> _WORK TO COMPLETE_:
From the listing below, pick out each line with the word "Ordering".

> _INFORMATION SUPPLIED_:
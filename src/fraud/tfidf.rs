//! Unigram + bigram TF-IDF with smoothed idf and l2-normalised rows.

use std::collections::HashMap;

use super::text::tokens;

/// Sparse row: (feature index, weight), sorted by index.
pub type SparseVec = Vec<(usize, f64)>;

#[derive(Debug, Clone, Default)]
pub struct TfIdf {
    vocabulary: HashMap<String, usize>,
    idf: Vec<f64>,
}

fn ngrams(text: &str) -> Vec<String> {
    let toks = tokens(text);
    let mut out: Vec<String> = toks.clone();
    out.extend(toks.windows(2).map(|w| format!("{} {}", w[0], w[1])));
    out
}

impl TfIdf {
    /// Learns vocabulary and `idf = ln((1 + n) / (1 + df)) + 1`.
    pub fn fit(docs: &[String]) -> Self {
        let mut vocabulary: HashMap<String, usize> = HashMap::new();
        let mut df: Vec<usize> = Vec::new();
        for doc in docs {
            let mut terms = ngrams(doc);
            terms.sort();
            terms.dedup();
            for term in terms {
                let next = vocabulary.len();
                let idx = *vocabulary.entry(term).or_insert(next);
                if idx == df.len() {
                    df.push(0);
                }
                df[idx] += 1;
            }
        }
        let n = docs.len() as f64;
        let idf = df.iter().map(|d| ((1.0 + n) / (1.0 + *d as f64)).ln() + 1.0).collect();
        Self { vocabulary, idf }
    }

    pub fn vocabulary_len(&self) -> usize {
        self.vocabulary.len()
    }

    /// Raw term counts times idf, l2-normalised. Unknown terms are ignored.
    pub fn transform(&self, doc: &str) -> SparseVec {
        let mut counts: HashMap<usize, f64> = HashMap::new();
        for term in ngrams(doc) {
            if let Some(&idx) = self.vocabulary.get(&term) {
                *counts.entry(idx).or_insert(0.0) += 1.0;
            }
        }
        let mut row: SparseVec = counts.into_iter().map(|(i, c)| (i, c * self.idf[i])).collect();
        row.sort_by_key(|(i, _)| *i);
        let norm = row.iter().map(|(_, w)| w * w).sum::<f64>().sqrt();
        if norm > 0.0 {
            for (_, w) in row.iter_mut() {
                *w /= norm;
            }
        }
        row
    }

    pub fn fit_transform(docs: &[String]) -> (Self, Vec<SparseVec>) {
        let model = Self::fit(docs);
        let rows = docs.iter().map(|d| model.transform(d)).collect();
        (model, rows)
    }
}

/// Dot product of two sorted sparse rows; cosine when both are l2-normalised.
pub fn cosine(a: &SparseVec, b: &SparseVec) -> f64 {
    let (mut i, mut j) = (0, 0);
    let mut dot = 0.0;
    while i < a.len() && j < b.len() {
        match a[i].0.cmp(&b[j].0) {
            std::cmp::Ordering::Less => i += 1,
            std::cmp::Ordering::Greater => j += 1,
            std::cmp::Ordering::Equal => {
                dot += a[i].1 * b[j].1;
                i += 1;
                j += 1;
            }
        }
    }
    dot
}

> _ANSWER SPACE_:
            std::cmp::Ordering::Less => i += 1,
            std::cmp::Ordering::Greater => j += 1,
            std::cmp::Ordering::Equal => {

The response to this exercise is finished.